Потом мою Раю будут сравнивать с Лолитой, но тогда я даже понятия не имел о Набокове. Во всяком случае, не читал ни единой его строчки. Первооткрывателем считал себя, однако никаких иллюзий относительно публикации не строил. На этот счет у нас с тетей Фросей – не из повести, реальной – происходили даже два или три раза дискуссии. Она была уверена, что коли я по столько часов в день корплю за столом, то наверняка получу за это большие деньги, и тем не менее сомневалась: стоит ли изводить себя? Жалела меня. И не верила, когда я совершенно искренне клялся ей, что никаких денег не видать мне как собственных ушей. "Зачем же пишешь?"

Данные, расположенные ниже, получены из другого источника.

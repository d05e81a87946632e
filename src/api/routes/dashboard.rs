//! Dashboard Routes
//!
//! - GET / - Dashboard page (loading placeholder or chart + summary)
//! - GET /chart.svg - Current chart
//! - GET /api/v1/summary - Widget state as JSON

use axum::{
    extract::State,
    http::header,
    response::{Html, IntoResponse},
    Json,
};
use std::sync::Arc;

use crate::api::error::{ApiError, ApiResult};
use crate::api::state::AppState;
use crate::widget::SummaryResponse;

/// GET /
pub async fn dashboard_page(State(state): State<Arc<AppState>>) -> ApiResult<Html<String>> {
    let widget = state.widget.read().await;
    Ok(Html(widget.render_page()?))
}

/// GET /chart.svg
///
/// 404 until the first chart has been painted.
pub async fn chart_svg(State(state): State<Arc<AppState>>) -> ApiResult<impl IntoResponse> {
    let widget = state.widget.read().await;
    let chart = widget
        .chart()
        .ok_or_else(|| ApiError::NotFound("no chart has been drawn yet".to_string()))?;

    Ok((
        [(header::CONTENT_TYPE, "image/svg+xml")],
        chart.svg().to_string(),
    ))
}

/// GET /api/v1/summary
pub async fn summary(State(state): State<Arc<AppState>>) -> Json<SummaryResponse> {
    Json(state.widget.read().await.summary_response())
}
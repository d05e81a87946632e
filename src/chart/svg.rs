//! SVG Drawing Surface
//!
//! Paints line charts with plotters into an in-memory SVG document.

use plotters::prelude::*;

use super::backend::{ChartBackend, ChartError};
use super::config::LineChartConfig;
use crate::config::ChartConfig;

/// Absolute backend pixel coordinate
type Pixel = (i32, i32);

/// Pixel size of the drawing surface
#[derive(Debug, Clone, Copy, PartialEq, Eq)]
pub struct SurfaceSize {
    pub width: u32,
    pub height: u32,
}

impl Default for SurfaceSize {
    fn default() -> Self {
        Self {
            width: 600,
            height: 300,
        }
    }
}

impl From<ChartConfig> for SurfaceSize {
    fn from(config: ChartConfig) -> Self {
        Self {
            width: config.width,
            height: config.height,
        }
    }
}

/// A rendered chart instance
#[derive(Debug, Clone)]
pub struct SvgChart {
    svg: String,
    config: LineChartConfig,
}

impl SvgChart {
    /// SVG markup of the painted chart
    pub fn svg(&self) -> &str {
        &self.svg
    }

    /// Configuration the chart was painted from
    pub fn config(&self) -> &LineChartConfig {
        &self.config
    }
}

impl AsRef<str> for SvgChart {
    fn as_ref(&self) -> &str {
        &self.svg
    }
}

/// plotters-backed SVG surface
#[derive(Debug, Clone, Default)]
pub struct SvgChartBackend {
    size: SurfaceSize,
}

impl SvgChartBackend {
    pub fn new(size: SurfaceSize) -> Self {
        Self { size }
    }

    fn paint(&self, config: &LineChartConfig) -> Result<String, ChartError> {
        let labels = &config.labels;
        let axis = config.y_axis;
        let draw_err = |e: DrawingAreaErrorKind<std::io::Error>| ChartError::Draw(e.to_string());

        let mut svg = String::new();
        {
            let root = SVGBackend::with_string(&mut svg, (self.size.width, self.size.height))
                .into_drawing_area();
            root.fill(&WHITE).map_err(draw_err)?;

            // One tick per category, the trailing segment stays unlabelled
            let categories = (0..labels.len())
                .with_key_points((0..labels.len()).collect())
                .into_segmented();

            let mut chart = ChartBuilder::on(&root)
                .margin(16)
                .x_label_area_size(36)
                .y_label_area_size(36)
                .build_cartesian_2d(categories, axis.min as f64..axis.max as f64)
                .map_err(draw_err)?;

            let label_at = |value: &SegmentValue<usize>| match value {
                SegmentValue::Exact(idx) | SegmentValue::CenterOf(idx) => {
                    labels.get(*idx).cloned().unwrap_or_default()
                }
                SegmentValue::Last => String::new(),
            };

            chart
                .configure_mesh()
                .disable_x_mesh()
                .x_labels(labels.len())
                .y_labels(axis.ticks().len())
                .x_label_formatter(&label_at)
                .y_label_formatter(&|y| format!("{:.0}", y))
                .draw()
                .map_err(draw_err)?;

            let top = chart
                .backend_coord(&(SegmentValue::CenterOf(0), axis.max as f64))
                .1;

            for dataset in &config.datasets {
                let border = to_color(dataset.border_color);
                let background = to_color(dataset.background_color);
                let line_style = ShapeStyle {
                    color: border,
                    filled: false,
                    stroke_width: dataset.border_width,
                };

                let pixels: Vec<Pixel> = dataset
                    .data
                    .iter()
                    .enumerate()
                    .map(|(idx, &value)| {
                        chart.backend_coord(&(SegmentValue::CenterOf(idx), value as f64))
                    })
                    .collect();

                for run in clip_below(&pixels, top) {
                    root.draw(&PathElement::new(run, line_style))
                        .map_err(draw_err)?;
                }

                // Legend entry only, the line itself is painted above
                chart
                    .draw_series(std::iter::empty::<PathElement<(SegmentValue<usize>, f64)>>())
                    .map_err(draw_err)?
                    .label(dataset.label.as_str())
                    .legend(move |(x, y)| {
                        PathElement::new(vec![(x, y), (x + 20, y)], border.stroke_width(3))
                    });

                chart
                    .draw_series(
                        dataset
                            .data
                            .iter()
                            .enumerate()
                            .filter(|(_, value)| axis.contains(**value as f64))
                            .map(|(idx, &value)| {
                                Circle::new(
                                    (SegmentValue::CenterOf(idx), value as f64),
                                    3,
                                    background.filled(),
                                )
                            }),
                    )
                    .map_err(draw_err)?;
            }

            chart
                .configure_series_labels()
                .position(SeriesLabelPosition::UpperRight)
                .background_style(&WHITE.mix(0.8))
                .border_style(&BLACK)
                .draw()
                .map_err(draw_err)?;

            root.present().map_err(draw_err)?;
        }

        Ok(svg)
    }
}

/// Split a pixel polyline into the runs lying on or below the `top` edge.
///
/// Segments crossing the edge are cut where they meet it, so values above the
/// axis leave the plot instead of being flattened onto its maximum.
fn clip_below(points: &[Pixel], top: i32) -> Vec<Vec<Pixel>> {
    let mut runs = Vec::new();
    let mut run: Vec<Pixel> = Vec::new();

    for (idx, &point) in points.iter().enumerate() {
        let visible = point.1 >= top;

        if let Some(&prev) = idx.checked_sub(1).and_then(|i| points.get(i)) {
            if (prev.1 >= top) != visible {
                run.push(crossing(prev, point, top));
                if !visible {
                    runs.push(std::mem::take(&mut run));
                }
            }
        }

        if visible {
            run.push(point);
        }
    }

    if !run.is_empty() {
        runs.push(run);
    }
    runs
}

/// Point where segment `a`-`b` meets the horizontal line `y`
fn crossing(a: Pixel, b: Pixel, y: i32) -> Pixel {
    let t = f64::from(y - a.1) / f64::from(b.1 - a.1);
    let x = f64::from(a.0) + t * f64::from(b.0 - a.0);
    (x.round() as i32, y)
}

fn to_color(color: super::config::Rgba) -> RGBAColor {
    RGBAColor(color.r, color.g, color.b, color.a)
}

impl ChartBackend for SvgChartBackend {
    type Chart = SvgChart;

    fn create(&self, config: &LineChartConfig) -> Result<SvgChart, ChartError> {
        if config.labels.is_empty() {
            return Err(ChartError::InvalidConfig(
                "cannot draw a chart without categories".to_string(),
            ));
        }
        if let Some(dataset) = config
            .datasets
            .iter()
            .find(|d| d.data.len() != config.labels.len())
        {
            return Err(ChartError::InvalidConfig(format!(
                "dataset '{}' has {} values for {} labels",
                dataset.label,
                dataset.data.len(),
                config.labels.len()
            )));
        }

        let svg = self.paint(config)?;
        tracing::debug!(
            categories = config.labels.len(),
            bytes = svg.len(),
            "Chart created"
        );

        Ok(SvgChart {
            svg,
            config: config.clone(),
        })
    }

    fn destroy(&self, chart: SvgChart) {
        tracing::debug!(categories = chart.config.labels.len(), "Chart destroyed");
        drop(chart);
    }
}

Фрося реальная и Фрося из повести… Что общего было между ними, кроме имени? Что-то, смутно чувствовал я (или чувствую теперь, задним числом?) было, только я никак не мог этого уловить. Куда очевидней для меня были различия. Главное из них проявлялось, пожалуй, в отношениях к деньгам. Обеим их недоставало, но волжской Фросе, которая помогала живущей во Ржеве дочери, куда больше, чем Фросе симферопольской, то бишь светопольской, из повести. Не помню сейчас, какую цену назначила старая волжанка за мое месячное проживание, какой-то пустяк, но выговорила эту цифру так твердо, так явственно дала понять, что не уступит ни копейки, что было ясно: для нее это – огромная сумма. Разумеется, я не только не стал торговаться, а увеличил названное вполовину, объяснив, что через две недели ко мне приедет жена.

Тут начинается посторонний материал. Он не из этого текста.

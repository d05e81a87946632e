//! Tracing setup shared by the binaries

use tracing_subscriber::{layer::SubscriberExt, util::SubscriberInitExt, EnvFilter};

use crate::config::LoggingConfig;

/// Filter used when `RUST_LOG` is not set
pub fn default_filter(config: &LoggingConfig) -> String {
    format!(
        "checkinn_dashboard={level},checkinn_render={level},tower_http={level}",
        level = config.level
    )
}

/// Install the global subscriber. `RUST_LOG` wins over the configured level.
pub fn init_tracing(config: &LoggingConfig) {
    let filter =
        EnvFilter::try_from_default_env().unwrap_or_else(|_| default_filter(config).into());

    let registry = tracing_subscriber::registry().with(filter);

    if config.format.eq_ignore_ascii_case("json") {
        registry.with(tracing_subscriber::fmt::layer().json()).init();
    } else {
        registry.with(tracing_subscriber::fmt::layer()).init();
    }
}
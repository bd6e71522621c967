use serde::{Deserialize, Serialize};

/// Phase-boundary events the engine hands to its notification sink.
///
/// Events carry structured data only; turning them into dialogs, sounds or
/// desktop notifications is the sink's job.
#[derive(Debug, Clone, Copy, PartialEq, Eq, Serialize, Deserialize)]
#[serde(tag = "type", rename_all = "snake_case")]
pub enum SessionEvent {
    /// A study phase ran to its full length and a break has begun.
    StudyPhaseComplete {
        is_long_break: bool,
        break_minutes: u32,
    },
    /// A break ran out. `auto_started` is true when the next study phase
    /// began immediately, false when the run returned to idle.
    BreakComplete { auto_started: bool },
}
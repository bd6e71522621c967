//! Study profiles and the store that holds them.
//!
//! - [`Profile`]: durations, cadence, alert toggles and lifetime statistics
//! - [`ProfileStore`]: ordered, capped list with an active selection
//! - [`builtin_presets`]: starting points for new profiles

mod presets;
mod store;
mod types;

pub use presets::{builtin_presets, find_preset, Preset};
pub use store::{ProfileStore, MAX_PROFILES};
pub use types::{Profile, BREAK_MINUTES, LONG_BREAK_MINUTES, NAME_LEN, STUDY_MINUTES};
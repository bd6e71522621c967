pub mod config;
pub mod profile;
pub mod run;
pub mod stats;

use std::error::Error;
use std::path::Path;

use studytimer_core::{NotificationSink, NullSink, StudyTimer, TomlGateway};

pub type CliResult = Result<(), Box<dyn Error>>;

/// Open the persisted timer state in `data_dir` (or the default location).
pub fn open_timer<N: NotificationSink>(
    data_dir: Option<&Path>,
    sink: N,
) -> StudyTimer<TomlGateway, N> {
    let gateway = match data_dir {
        Some(dir) => TomlGateway::in_dir(dir),
        None => TomlGateway::default_location(),
    };
    StudyTimer::open(gateway, sink)
}

/// Open without notifications, for the management commands.
pub fn open_quiet(data_dir: Option<&Path>) -> StudyTimer<TomlGateway, NullSink> {
    open_timer(data_dir, NullSink)
}

/// Turn a deferred save failure into a command failure.
pub fn check_saved<N: NotificationSink>(timer: &mut StudyTimer<TomlGateway, N>) -> CliResult {
    match timer.take_persist_error() {
        Some(e) => Err(e.into()),
        None => Ok(()),
    }
}
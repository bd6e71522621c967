//! Built-in profile presets.

use super::types::Profile;

/// A named starting point for a new profile.
#[derive(Debug, Clone, Copy, PartialEq, Eq)]
pub struct Preset {
    /// Slug used to look the preset up (e.g. "deep-work").
    pub id: &'static str,
    pub name: &'static str,
    pub description: &'static str,
    pub study_minutes: u32,
    pub break_minutes: u32,
    pub long_break_minutes: u32,
    pub sessions_until_long_break: u32,
}

impl Preset {
    /// Build a fresh profile from this preset.
    pub fn to_profile(&self) -> Profile {
        Profile::new(
            self.name,
            self.study_minutes,
            self.break_minutes,
            self.long_break_minutes,
            self.sessions_until_long_break,
        )
    }
}

const PRESETS: [Preset; 4] = [
    Preset {
        id: "default",
        name: "Default",
        description: "Classic 25/5 cycle with a long break every fourth session",
        study_minutes: 25,
        break_minutes: 5,
        long_break_minutes: 15,
        sessions_until_long_break: 4,
    },
    Preset {
        id: "pomodoro",
        name: "Pomodoro",
        description: "The textbook Pomodoro technique",
        study_minutes: 25,
        break_minutes: 5,
        long_break_minutes: 15,
        sessions_until_long_break: 4,
    },
    Preset {
        id: "deep-work",
        name: "Deep Work",
        description: "Long uninterrupted blocks for demanding material",
        study_minutes: 90,
        break_minutes: 20,
        long_break_minutes: 30,
        sessions_until_long_break: 2,
    },
    Preset {
        id: "short-sprint",
        name: "Short Sprint",
        description: "Quick bursts for review and flashcards",
        study_minutes: 15,
        break_minutes: 3,
        long_break_minutes: 10,
        sessions_until_long_break: 3,
    },
];

/// All built-in presets, in display order.
pub fn builtin_presets() -> &'static [Preset] {
    &PRESETS
}

/// Find a built-in preset by slug.
pub fn find_preset(id: &str) -> Option<&'static Preset> {
    PRESETS.iter().find(|p| p.id == id)
}
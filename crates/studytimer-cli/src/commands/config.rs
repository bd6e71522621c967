use std::path::Path;

use clap::Subcommand;
use studytimer_core::{ConfigError, GlobalSettings};

use super::{check_saved, open_quiet, CliResult};

#[derive(Subcommand)]
pub enum ConfigAction {
    /// Get a config value
    Get {
        /// Config key (e.g. "theme", "sound_volume", "window.x")
        key: String,
    },
    /// Set a config value
    Set {
        /// Config key
        key: String,
        /// New value
        value: String,
    },
    /// List all config values
    List,
    /// Reset settings to defaults (profiles are kept)
    Reset,
}

pub fn run(action: ConfigAction, data_dir: Option<&Path>) -> CliResult {
    let mut timer = open_quiet(data_dir);
    match action {
        ConfigAction::Get { key } => match timer.settings().get(&key) {
            Some(value) => println!("{value}"),
            None => return Err(ConfigError::UnknownKey(key).into()),
        },
        ConfigAction::Set { key, value } if key == "active_profile_index" => {
            // The active profile is owned by the profile list.
            let index = value.parse::<usize>().map_err(|_| ConfigError::InvalidValue {
                key,
                message: format!("'{value}' is not a profile index"),
            })?;
            timer.switch_profile(index)?;
            check_saved(&mut timer)?;
            println!("ok");
        }
        ConfigAction::Set { key, value } => {
            let mut outcome = Ok(());
            timer.update_settings(|settings| outcome = settings.set(&key, &value))?;
            outcome?;
            check_saved(&mut timer)?;
            println!("ok");
        }
        ConfigAction::List => {
            let json = serde_json::to_string_pretty(timer.settings())?;
            println!("{json}");
        }
        ConfigAction::Reset => {
            timer.update_settings(|settings| *settings = GlobalSettings::default())?;
            check_saved(&mut timer)?;
            println!("config reset to defaults");
        }
    }
    Ok(())
}
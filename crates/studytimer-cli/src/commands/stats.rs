use std::path::Path;

use chrono::Local;
use studytimer_core::RunRecord;

use super::{open_quiet, CliResult};

/// Runs shown in the text report; `--json` prints all of them.
const RECENT_RUNS: usize = 10;

pub fn run(json: bool, data_dir: Option<&Path>) -> CliResult {
    let timer = open_quiet(data_dir);
    let store = timer.store();
    let history = timer.history()?;

    if json {
        let rows: Vec<_> = store
            .profiles()
            .iter()
            .enumerate()
            .map(|(index, p)| {
                serde_json::json!({
                    "index": index,
                    "name": p.name,
                    "active": index == store.active_index(),
                    "total_study_time": p.total_study_time,
                    "total_sessions": p.total_sessions,
                    "completed_sessions": p.completed_sessions,
                })
            })
            .collect();
        let report = serde_json::json!({
            "profiles": rows,
            "history": history,
        });
        println!("{}", serde_json::to_string_pretty(&report)?);
        return Ok(());
    }

    for (index, profile) in store.profiles().iter().enumerate() {
        let active = if index == store.active_index() {
            " [ACTIVE]"
        } else {
            ""
        };
        let (hours, minutes) = profile.study_time_hm();
        println!("{}{active}", profile.name);
        println!(
            "  Study: {}m  Break: {}m  Long Break: {}m",
            profile.study_minutes, profile.break_minutes, profile.long_break_minutes
        );
        println!("  Total Time: {hours}h {minutes}m");
        println!(
            "  Sessions: {} completed / {} total",
            profile.completed_sessions, profile.total_sessions
        );
    }

    if !history.is_empty() {
        println!();
        println!("Recent runs:");
        let skip = history.len().saturating_sub(RECENT_RUNS);
        for record in &history[skip..] {
            println!("  {}", format_run(record));
        }
    }
    Ok(())
}

fn format_run(record: &RunRecord) -> String {
    let started = record.started_at.with_timezone(&Local).format("%Y-%m-%d %H:%M");
    let subject = if record.subject.is_empty() {
        "(no subject)"
    } else {
        record.subject.as_str()
    };
    let ending = if record.stopped { ", stopped" } else { "" };
    format!(
        "[{started}] {} - {subject}: {}m studied, {} completed{ending}",
        record.profile,
        record.study_minutes(),
        record.completed_phases
    )
}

Неожиданная прибавка, к моему удивлению, не обрадовала мою нищую хозяйку. Более того, насторожила. Подозрительно смотрела на меня, поджав серые губы. "Жена?" – переспросила. "Ну конечно, жена", – недоумевал я, а потом сообразил, о чем думает она и что не решается выговорить. Не любовница ли? (В ее устах, услышал я впоследствии, – полюбовница.) Горячо заверил, что она с паспортом приедет, а мой – вот он, и поспешно достал из кармана. Тетя Фрося взяла его, подержала, по-прежнему пытливо глядя мне в глаза, и вернула, не раскрыв. Хотя грамотная была, писала нам после письма. Просто человеческим глазам верила больше, чем писаному.

На прибавку, однако, не согласилась, объяснив, что второй кровати у нее нету.